- **Material provided**
//! Entity operations and the transactions that carry them.
//!
//! Operations replay current values. Applying one twice converges to the
//! same state as applying it once; list edits carry a version stamp so the
//! receiver can tell a replay from a gap.

use std::collections::BTreeSet;

use umi3d_shared::{OperationKind, PropertyKey};

use super::descriptor::EntityDescriptor;
use super::value::PropertyValue;
use crate::codec::{ByteReader, ByteWriter, Decode, Encode};
use crate::entity::EntityId;
use crate::server::UserId;

/// Users an operation is addressed to.
///
/// Audiences are resolved by the server when a transaction is split per
/// user; they never travel on the wire.
#[derive(Clone, Debug, Default, PartialEq, Eq)]
pub enum UserSet {
    /// Every connected user.
    #[default]
    All,
    /// Only these users.
    Only(BTreeSet<UserId>),
    /// Every user except these.
    AllExcept(BTreeSet<UserId>),
}

impl UserSet {
    /// Audience of exactly one user.
    #[must_use]
    pub fn only(user: UserId) -> Self {
        Self::Only(BTreeSet::from([user]))
    }

    /// Returns true if `user` is addressed.
    #[must_use]
    pub fn contains(&self, user: UserId) -> bool {
        match self {
            Self::All => true,
            Self::Only(users) => users.contains(&user),
            Self::AllExcept(users) => !users.contains(&user),
        }
    }

    /// Returns true if nobody can be addressed.
    #[must_use]
    pub fn is_empty(&self) -> bool {
        matches!(self, Self::Only(users) if users.is_empty())
    }
}

/// One atomic instruction on an entity.
#[derive(Clone, Debug, PartialEq)]
pub enum Operation {
    /// Replace a property value.
    SetEntityProperty {
        /// Target entity
        entity: EntityId,
        /// Property
        key: PropertyKey,
        /// New value
        value: PropertyValue,
        /// Audience
        users: UserSet,
    },
    /// Replace one list item.
    SetEntityListItem {
        /// Target entity
        entity: EntityId,
        /// List property
        key: PropertyKey,
        /// Item position
        index: u32,
        /// New item
        value: PropertyValue,
        /// List version after the edit
        version: u32,
        /// Audience
        users: UserSet,
    },
    /// Insert one list item.
    AddEntityListItem {
        /// Target entity
        entity: EntityId,
        /// List property
        key: PropertyKey,
        /// Insert position
        index: u32,
        /// Inserted item
        value: PropertyValue,
        /// List version after the edit
        version: u32,
        /// Audience
        users: UserSet,
    },
    /// Remove one list item.
    RemoveEntityListItem {
        /// Target entity
        entity: EntityId,
        /// List property
        key: PropertyKey,
        /// Removed position
        index: u32,
        /// List version after the edit
        version: u32,
        /// Audience
        users: UserSet,
    },
    /// Destroy an entity and its subtree.
    DeleteEntity {
        /// Target entity
        entity: EntityId,
        /// Audience
        users: UserSet,
    },
    /// Create or refresh an entity.
    LoadEntity {
        /// Target entity
        entity: EntityId,
        /// Full state, as seen by the addressed user
        descriptor: Option<EntityDescriptor>,
        /// Audience
        users: UserSet,
    },
}

impl Operation {
    /// Wire kind code.
    #[must_use]
    pub const fn kind(&self) -> OperationKind {
        match self {
            Self::SetEntityProperty { .. } => OperationKind::SetEntityProperty,
            Self::SetEntityListItem { .. } => OperationKind::SetEntityListItem,
            Self::AddEntityListItem { .. } => OperationKind::AddEntityListItem,
            Self::RemoveEntityListItem { .. } => OperationKind::RemoveEntityListItem,
            Self::DeleteEntity { .. } => OperationKind::DeleteEntity,
            Self::LoadEntity { .. } => OperationKind::LoadEntity,
        }
    }

    /// Entity the operation targets.
    #[must_use]
    pub const fn entity(&self) -> EntityId {
        match self {
            Self::SetEntityProperty { entity, .. }
            | Self::SetEntityListItem { entity, .. }
            | Self::AddEntityListItem { entity, .. }
            | Self::RemoveEntityListItem { entity, .. }
            | Self::DeleteEntity { entity, .. }
            | Self::LoadEntity { entity, .. } => *entity,
        }
    }

    /// Audience of the operation.
    #[must_use]
    pub const fn users(&self) -> &UserSet {
        match self {
            Self::SetEntityProperty { users, .. }
            | Self::SetEntityListItem { users, .. }
            | Self::AddEntityListItem { users, .. }
            | Self::RemoveEntityListItem { users, .. }
            | Self::DeleteEntity { users, .. }
            | Self::LoadEntity { users, .. } => users,
        }
    }

    /// Returns true if the operation must travel on the reliable path.
    #[must_use]
    pub const fn is_structural(&self) -> bool {
        self.kind().is_structural()
    }

    /// Returns the operation readdressed to `users`.
    #[must_use]
    pub fn addressed_to(mut self, audience: UserSet) -> Self {
        match &mut self {
            Self::SetEntityProperty { users, .. }
            | Self::SetEntityListItem { users, .. }
            | Self::AddEntityListItem { users, .. }
            | Self::RemoveEntityListItem { users, .. }
            | Self::DeleteEntity { users, .. }
            | Self::LoadEntity { users, .. } => *users = audience,
        }
        self
    }
}

impl Encode for Operation {
    fn encode(&self, writer: &mut ByteWriter) {
        writer.write_u8(self.kind() as u8);
        match self {
            Self::SetEntityProperty { entity, key, value, .. } => {
                entity.encode(writer);
                writer.write_u32(*key);
                value.encode(writer);
            }
            Self::SetEntityListItem { entity, key, index, value, version, .. }
            | Self::AddEntityListItem { entity, key, index, value, version, .. } => {
                entity.encode(writer);
                writer.write_u32(*key);
                writer.write_u32(*index);
                writer.write_u32(*version);
                value.encode(writer);
            }
            Self::RemoveEntityListItem { entity, key, index, version, .. } => {
                entity.encode(writer);
                writer.write_u32(*key);
                writer.write_u32(*index);
                writer.write_u32(*version);
            }
            Self::DeleteEntity { entity, .. } => entity.encode(writer),
            Self::LoadEntity { entity, descriptor, .. } => {
                entity.encode(writer);
                descriptor.encode(writer);
            }
        }
    }
}

impl Decode for Operation {
    fn decode(reader: &mut ByteReader<'_>) -> Option<Self> {
        let users = UserSet::All;
        let operation = match OperationKind::from_u8(reader.read_u8()?)? {
            OperationKind::SetEntityProperty => Self::SetEntityProperty {
                entity: EntityId::decode(reader)?,
                key: reader.read_u32()?,
                value: PropertyValue::decode(reader)?,
                users,
            },
            OperationKind::SetEntityListItem => Self::SetEntityListItem {
                entity: EntityId::decode(reader)?,
                key: reader.read_u32()?,
                index: reader.read_u32()?,
                version: reader.read_u32()?,
                value: PropertyValue::decode(reader)?,
                users,
            },
            OperationKind::AddEntityListItem => Self::AddEntityListItem {
                entity: EntityId::decode(reader)?,
                key: reader.read_u32()?,
                index: reader.read_u32()?,
                version: reader.read_u32()?,
                value: PropertyValue::decode(reader)?,
                users,
            },
            OperationKind::RemoveEntityListItem => Self::RemoveEntityListItem {
                entity: EntityId::decode(reader)?,
                key: reader.read_u32()?,
                index: reader.read_u32()?,
                version: reader.read_u32()?,
                users,
            },
            OperationKind::DeleteEntity => Self::DeleteEntity {
                entity: EntityId::decode(reader)?,
                users,
            },
            OperationKind::LoadEntity => Self::LoadEntity {
                entity: EntityId::decode(reader)?,
                descriptor: Option::<EntityDescriptor>::decode(reader)?,
                users,
            },
        };
        Some(operation)
    }
}

/// Ordered batch of operations sent as one network unit.
#[derive(Clone, Debug, Default, PartialEq)]
pub struct Transaction {
    /// Delivered on the reliable path.
    pub reliable: bool,
    /// Operations, applied in order.
    pub operations: Vec<Operation>,
}

impl Transaction {
    /// Builds a transaction, reliable if any operation is structural.
    #[must_use]
    pub fn from_operations(operations: Vec<Operation>) -> Self {
        let reliable = operations.iter().any(Operation::is_structural);
        Self { reliable, operations }
    }

    /// Number of operations.
    #[must_use]
    pub fn len(&self) -> usize {
        self.operations.len()
    }

    /// Returns true if the transaction carries nothing.
    #[must_use]
    pub fn is_empty(&self) -> bool {
        self.operations.is_empty()
    }
}

impl Encode for Transaction {
    fn encode(&self, writer: &mut ByteWriter) {
        writer.write_bool(self.reliable);
        self.operations.encode(writer);
    }
}

impl Decode for Transaction {
    fn decode(reader: &mut ByteReader<'_>) -> Option<Self> {
        Some(Self {
            reliable: reader.read_bool()?,
            operations: Vec::decode(reader)?,
        })
    }
}

#[cfg(test)]
mod tests {
    use super::*;
    use crate::codec::to_bytes;
    use umi3d_shared::{keys, EntityCategory};

    fn cube() -> EntityId {
        EntityId::new(EntityCategory::Object3D, 3)
    }

    #[test]
    fn test_user_set_membership() {
        let a = UserId(1);
        let b = UserId(2);
        assert!(UserSet::All.contains(a));
        assert!(UserSet::only(a).contains(a));
        assert!(!UserSet::only(a).contains(b));
        assert!(!UserSet::AllExcept(BTreeSet::from([a])).contains(a));
        assert!(UserSet::AllExcept(BTreeSet::from([a])).contains(b));
        assert!(UserSet::Only(BTreeSet::new()).is_empty());
    }

    #[test]
    fn test_audience_is_not_on_the_wire() {
        let op = Operation::SetEntityProperty {
            entity: cube(),
            key: keys::NAME,
            value: "cube".into(),
            users: UserSet::only(UserId(9)),
        };
        let bytes = to_bytes(&op);
        let mut reader = ByteReader::new(&bytes);
        let decoded = Operation::decode(&mut reader).unwrap();
        assert_eq!(decoded, op.clone().addressed_to(UserSet::All));
        assert_eq!(bytes, to_bytes(&op.addressed_to(UserSet::All)));
    }

    #[test]
    fn test_reliability_follows_structure() {
        let set = Operation::SetEntityProperty {
            entity: cube(),
            key: keys::POSITION,
            value: PropertyValue::Float(1.0),
            users: UserSet::All,
        };
        assert!(!Transaction::from_operations(vec![set.clone()]).reliable);

        let delete = Operation::DeleteEntity {
            entity: cube(),
            users: UserSet::All,
        };
        assert!(Transaction::from_operations(vec![set, delete]).reliable);
    }

    #[test]
    fn test_unknown_operation_kind_is_unreadable() {
        let mut reader = ByteReader::new(&[99, 1, 0, 0, 0]);
        assert!(Operation::decode(&mut reader).is_none());
    }
}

- **Work order**
Look through the entries for lines containing the word "SetEntityListItem" and return each one.

- **Response to this exercise**
    SetEntityListItem {
            Self::SetEntityListItem { .. } => OperationKind::SetEntityListItem,
            | Self::SetEntityListItem { entity, .. }
            | Self::SetEntityListItem { users, .. }
            | Self::SetEntityListItem { users, .. }
            Self::SetEntityListItem { entity, key, index, value, version, .. }
            OperationKind::SetEntityListItem => Self::SetEntityListItem {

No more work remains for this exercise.